#### What is required:
Below are the entries. Transcribe exactly the lines from the one with "#[error(transparent)]" through the one with "back (unknown users).", ends included, and leave out all others.

Collected data entries:
+++

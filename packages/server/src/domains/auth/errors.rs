use thiserror::Error;

use crate::common::AccessError;

/// Malformed user input, rejected before any transport call.
#[derive(Debug, Clone, Error, PartialEq, Eq)]
pub enum ValidationError {
    #[error("phone number must be 10 to 15 digits with an optional leading +")]
    MalformedPhoneNumber,
    #[error("login code must be 5 or 6 digits")]
    MalformedCode,
    #[error("password must not be empty")]
    EmptyPassword,
    #[error("session string must not be empty")]
    EmptySession,
    #[error("session id must not be empty")]
    EmptySessionId,
}

/// Typed result of an inbound command that did not produce a login outcome.
///
/// Transport failures are not errors here: they drive the attempt into
/// FAILED and come back as an outcome.
#[derive(Debug, Error)]
pub enum LoginError {
    #[error("validation failed: {0}")]
    Validation(#[from] ValidationError),

    #[error("a login is already in progress for this user")]
    AlreadyPending,

    #[error("no login is in progress for this user")]
    NoActiveAttempt,

    #[error("no stored session with id {0}")]
    SessionNotFound(String),

    #[error("{input} is not expected while the login is {state}")]
    UnexpectedInput {
        state: &'static str,
        input: &'static str,
    },

    #[error(transparent)]
    NotPermitted(#[from] AccessError),

    #[error("session storage failed: {0}")]
    Storage(String),
}

impl LoginError {
    /// Text sent to the user for this error, or `None` when the user should
    /// not hear back (unknown users).
    pub fn user_message(&self) -> Option<String> {
        match self {
            LoginError::Validation(ValidationError::MalformedPhoneNumber) => Some(
                "That does not look like a phone number. \
                 Send it in international format, e.g. +15551234567."
                    .to_string(),
            ),
            LoginError::Validation(ValidationError::MalformedCode) => {
                Some("The login code must be 5 or 6 digits.".to_string())
            }
            LoginError::Validation(ValidationError::EmptyPassword) => {
                Some("The password must not be empty.".to_string())
            }
            LoginError::Validation(ValidationError::EmptySession) => {
                Some("Usage: /add <session string>".to_string())
            }
            LoginError::Validation(ValidationError::EmptySessionId) => {
                Some("Usage: /otp <session id>".to_string())
            }
            LoginError::AlreadyPending => Some(
                "A login is already in progress. Finish it or send /cancel first.".to_string(),
            ),
            LoginError::NoActiveAttempt => {
                Some("No login is in progress. Send /login <phone number> to start.".to_string())
            }
            LoginError::SessionNotFound(id) => Some(format!(
                "There is no saved session #{}. /sessions lists them.",
                id
            )),
            LoginError::UnexpectedInput { state, input } => Some(format!(
                "A {} was not expected right now (login is {}).",
                input, state
            )),
            LoginError::NotPermitted(_) => None,
            LoginError::Storage(_) => Some(
                "The login succeeded but the session could not be saved. Please try again."
                    .to_string(),
            ),
        }
    }
}

impl From<anyhow::Error> for LoginError {
    fn from(err: anyhow::Error) -> Self {
        LoginError::Storage(format!("{:#}", err))
    }
}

+++

#### Answer section:
    #[error(transparent)]
    NotPermitted(#[from] AccessError),

    #[error("session storage failed: {0}")]
    Storage(String),
}

impl LoginError {
    /// Text sent to the user for this error, or `None` when the user should
    /// not hear back (unknown users).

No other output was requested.